Pyotr Lidov, a spokesman for Megafon, said Friday's attacks froze computers in company's offices across Russian Federation.
On Friday, the world was hit by one of the biggest cyberattacks in recent history.
In Russia, where a wide array of systems came under attack, officials said services had been restored or the virus contained. According to a Twitter account that monitors those accounts, they've received only about 250 payments worth a total of slightly more than $72,000. But many corporations don't automatically update their systems, because Windows updates can screw up their legacy software programs. The ransomware was created to repeatedly contact an unregistered domain in its code.
In a tweet on Saturday, the anonymous cyber specialist/researcher acknowledged that he initially did not know that his action would help stop the malware.
"Thankfully some researchers are already registering the new domains as they identify them", AlienVault researcher Chris Doman says. It gives incentives to hackers and pays for future attacks.
Although the sinkholing of the WannaCrypt domain has been successful, MalwareTech warned the measure will only provide temporary relief as the worm authors - or copycats - could release a new variant with modified code.
Europol said on Monday it was continuing to hunt for the culprits behind the unprecedented attack.

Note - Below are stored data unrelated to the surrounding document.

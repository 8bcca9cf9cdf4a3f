//! Lazy GeoTIFF reading and strip-spooled GeoTIFF writing.
//!
//! [`TiffSource`] decodes strips or tiles on demand and keeps the most
//! recently used ones in an LRU cache, so a source never has to fit in
//! memory. [`TiffSink`] spools tiles to an anonymous temporary file and only
//! writes the output raster on `finalize`.

use crate::core::error::RasterError;
use crate::core::raster::{check_region, GeoTransform, RasterInfo, RasterSource, RegionBuffer};
use crate::core::region::ImageRegion;
use crate::core::sink::{check_tile, RasterSink};
use lru::LruCache;
use parking_lot::Mutex;
use std::fs::File;
use std::io::{BufReader, BufWriter, Read, Seek, SeekFrom, Write};
use std::num::NonZeroUsize;
use std::path::{Path, PathBuf};
use std::sync::Arc;
use tiff::decoder::{Decoder, DecodingResult};
use tiff::encoder::TiffEncoder;
use tiff::tags::Tag;

/// GeoTIFF ModelPixelScaleTag.
const GEOTIFF_MODEL_PIXEL_SCALE: u16 = 33550;
/// GeoTIFF ModelTiepointTag.
const GEOTIFF_MODEL_TIEPOINT: u16 = 33922;

/// Decoded chunks kept per source.
pub const DEFAULT_CHUNK_CACHE: usize = 64;

/// Target size of one output strip.
const STRIP_BYTES: usize = 1 << 20;

fn tiff_error(path: &Path, e: tiff::TiffError) -> RasterError {
    RasterError::Tiff(format!("{}: {}", path.display(), e))
}

/// Read the GeoTIFF pixel scale and tiepoint, if both are present.
fn read_geo<R: Read + Seek>(decoder: &mut Decoder<R>) -> tiff::TiffResult<Option<GeoTransform>> {
    let scale = decoder.find_tag(Tag::from_u16_exhaustive(GEOTIFF_MODEL_PIXEL_SCALE))?;
    let tiepoint = decoder.find_tag(Tag::from_u16_exhaustive(GEOTIFF_MODEL_TIEPOINT))?;
    let (Some(scale), Some(tiepoint)) = (scale, tiepoint) else {
        return Ok(None);
    };
    let scale = scale.into_f64_vec()?;
    let tiepoint = tiepoint.into_f64_vec()?;
    if scale.len() < 2 || tiepoint.len() < 6 {
        return Ok(None);
    }

    // Tiepoint ties raster (i, j) to model (x, y); north-up rasters grow
    // downwards, hence the negative y spacing.
    let (sx, sy) = (scale[0], scale[1]);
    Ok(Some(GeoTransform::new(
        tiepoint[3] - tiepoint[0] * sx,
        tiepoint[4] + tiepoint[1] * sy,
        sx,
        -sy,
    )))
}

A GLOBAL cyber attack that has struck computers across Europe and Asia is believed to have infected its first Australian business, the federal government says. Shortly after that disclosure, Microsoft announced that it had already issued software "patches", or fixes, for those holes - but many users haven't yet installed the fixes or are using older versions of Windows.
Computers and networks that hadn't recently updated their systems are still at risk because the ransomware is lurking.More news: Harry Styles on his sexuality: 'I shouldn't have to explain myself'
The attacks exploited the computers because they were running outdated versions of Microsoft's Windows operating system.
Given the scope of the attack, relatively few people appear to have actually paid the ransom. It appears to have hit first in Britain, where it effectively shut down parts of the National Health Service. The BBC quoted one NHS staffer who said it was "absolute carnage" and that "patients will nearly certainly suffer and die because of this". In March, Microsoft patched the vulnerability that the ransomware exploits - but only for newer Windows systems. "If even 1% paid the ransom that would be $6,00,000".
Colleges: Internet security firm Qihoo360 issued a "red alert" over the weekend, saying a large number of colleges and students in China had been hit by the ransomware attack.
"For those organizations who have not yet applied the security update, we suggest you immediately deploy Microsoft Security Bulletin MS17-010". Two big telecom companies, Telefónica of Spain and Megafon of Russian Federation, were also hit.
"Expect to hear a lot more about this tomorrow morning when users are back in their offices and might fall for phishing emails" or other as yet unconfirmed ways the worm may propagate, said Christian Karam, a Singapore-based security researcher.
Ransomware is a program that gets into your computer, either by clicking on the wrong thing or downloading the wrong thing, and then it holds something you need to ransom.
"The operating systems on our computers and software downloads are managed centrally so that regular users can not download executable files from the internet without administrative rights", he said in an email. "We are actively sharing information related to this event and stand ready to lend technical support and assistance as needed to our partners, both in the United States and internationally", the department said.
Security experts said his move bought precious time for organizations seeking to block the attacks. The statement said antivirus systems are working to destroy it. Here's how to turn automatic updates on.
A Jakarta hospital said on Sunday that the cyber virus had infected 400 computers, disrupting the registration of patients and finding records. Soon after the leak, hackers infected thousands of vulnerable machines with a backdoor called DOUBLEPULSAR.